---- Supplied data

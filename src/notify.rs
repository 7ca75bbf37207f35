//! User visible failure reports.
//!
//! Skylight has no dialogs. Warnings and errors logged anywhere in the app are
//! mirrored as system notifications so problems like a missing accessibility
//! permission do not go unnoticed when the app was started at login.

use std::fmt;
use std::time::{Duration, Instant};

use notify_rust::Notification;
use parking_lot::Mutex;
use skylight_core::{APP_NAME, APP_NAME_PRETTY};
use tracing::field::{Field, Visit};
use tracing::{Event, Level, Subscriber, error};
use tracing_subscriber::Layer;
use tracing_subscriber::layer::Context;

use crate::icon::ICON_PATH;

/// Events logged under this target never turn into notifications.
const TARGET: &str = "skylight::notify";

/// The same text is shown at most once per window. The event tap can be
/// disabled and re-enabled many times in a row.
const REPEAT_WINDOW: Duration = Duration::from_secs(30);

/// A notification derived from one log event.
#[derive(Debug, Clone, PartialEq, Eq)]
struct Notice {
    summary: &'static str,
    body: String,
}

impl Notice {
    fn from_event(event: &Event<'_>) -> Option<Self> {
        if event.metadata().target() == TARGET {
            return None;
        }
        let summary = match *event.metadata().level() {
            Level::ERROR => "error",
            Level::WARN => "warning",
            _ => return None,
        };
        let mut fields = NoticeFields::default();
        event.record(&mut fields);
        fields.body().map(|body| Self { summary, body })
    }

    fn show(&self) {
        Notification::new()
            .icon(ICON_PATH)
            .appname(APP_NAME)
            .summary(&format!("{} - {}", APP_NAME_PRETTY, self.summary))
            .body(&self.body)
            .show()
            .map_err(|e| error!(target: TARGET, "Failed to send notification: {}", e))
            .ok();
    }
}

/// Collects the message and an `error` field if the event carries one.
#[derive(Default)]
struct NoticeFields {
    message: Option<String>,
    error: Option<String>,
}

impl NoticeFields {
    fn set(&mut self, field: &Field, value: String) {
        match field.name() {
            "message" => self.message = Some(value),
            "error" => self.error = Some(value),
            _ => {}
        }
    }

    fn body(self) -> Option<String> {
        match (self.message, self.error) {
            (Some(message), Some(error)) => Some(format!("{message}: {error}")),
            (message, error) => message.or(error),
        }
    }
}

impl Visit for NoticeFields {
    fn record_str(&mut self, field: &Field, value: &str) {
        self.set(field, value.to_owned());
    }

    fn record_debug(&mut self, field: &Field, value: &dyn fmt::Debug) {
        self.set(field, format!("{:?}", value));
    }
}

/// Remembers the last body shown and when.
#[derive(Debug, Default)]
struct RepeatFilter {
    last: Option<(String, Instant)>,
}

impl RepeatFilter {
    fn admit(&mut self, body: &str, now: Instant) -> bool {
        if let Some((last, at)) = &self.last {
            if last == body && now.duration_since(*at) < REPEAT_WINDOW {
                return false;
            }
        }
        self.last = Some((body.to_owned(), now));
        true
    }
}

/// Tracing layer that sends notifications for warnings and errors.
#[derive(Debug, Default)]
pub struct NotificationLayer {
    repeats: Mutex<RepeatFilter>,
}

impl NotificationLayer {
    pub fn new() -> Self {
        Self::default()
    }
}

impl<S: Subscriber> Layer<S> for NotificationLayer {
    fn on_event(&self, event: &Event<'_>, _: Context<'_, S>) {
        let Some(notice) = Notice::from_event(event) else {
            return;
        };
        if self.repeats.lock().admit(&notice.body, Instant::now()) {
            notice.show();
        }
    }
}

--------
---- Supplied data

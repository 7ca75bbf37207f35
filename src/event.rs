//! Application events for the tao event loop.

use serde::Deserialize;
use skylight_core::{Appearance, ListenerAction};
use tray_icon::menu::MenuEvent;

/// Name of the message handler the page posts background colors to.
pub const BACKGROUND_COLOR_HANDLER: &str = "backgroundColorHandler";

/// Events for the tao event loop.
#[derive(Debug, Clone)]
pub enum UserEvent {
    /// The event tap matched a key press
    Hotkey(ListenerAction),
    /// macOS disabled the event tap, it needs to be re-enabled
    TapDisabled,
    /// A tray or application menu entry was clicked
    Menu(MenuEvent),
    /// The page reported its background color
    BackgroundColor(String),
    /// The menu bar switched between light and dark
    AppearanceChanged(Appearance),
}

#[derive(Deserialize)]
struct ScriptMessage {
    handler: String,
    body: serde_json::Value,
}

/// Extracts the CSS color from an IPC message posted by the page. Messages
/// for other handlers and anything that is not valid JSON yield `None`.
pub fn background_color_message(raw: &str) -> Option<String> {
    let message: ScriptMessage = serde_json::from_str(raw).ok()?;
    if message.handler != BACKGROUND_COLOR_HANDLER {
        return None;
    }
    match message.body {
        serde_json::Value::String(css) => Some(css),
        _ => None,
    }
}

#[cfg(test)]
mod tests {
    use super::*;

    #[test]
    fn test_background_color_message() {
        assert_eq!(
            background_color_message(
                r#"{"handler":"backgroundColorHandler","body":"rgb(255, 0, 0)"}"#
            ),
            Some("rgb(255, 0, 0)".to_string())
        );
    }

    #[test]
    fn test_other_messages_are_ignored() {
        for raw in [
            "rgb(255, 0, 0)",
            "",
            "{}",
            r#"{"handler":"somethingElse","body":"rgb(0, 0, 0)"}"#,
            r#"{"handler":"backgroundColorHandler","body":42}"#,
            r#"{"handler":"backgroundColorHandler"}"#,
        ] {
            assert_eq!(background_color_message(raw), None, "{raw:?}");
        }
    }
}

--------

- **What you will do**:
Reproduce, word for word and in full, only the lines above that start at the line with "if let Some((last, at))" and run through the line with "fn on_event(&self, event: &Event<'_>, _: Context<'_, S>)", both ends included.

- **Answer to this exercise**:
        if let Some((last, at)) = &self.last {
            if last == body && now.duration_since(*at) < REPEAT_WINDOW {
                return false;
            }
        }
        self.last = Some((body.to_owned(), now));
        true
    }
}

/// Tracing layer that sends notifications for warnings and errors.
#[derive(Debug, Default)]
pub struct NotificationLayer {
    repeats: Mutex<RepeatFilter>,
}

impl NotificationLayer {
    pub fn new() -> Self {
        Self::default()
    }
}

impl<S: Subscriber> Layer<S> for NotificationLayer {
    fn on_event(&self, event: &Event<'_>, _: Context<'_, S>) {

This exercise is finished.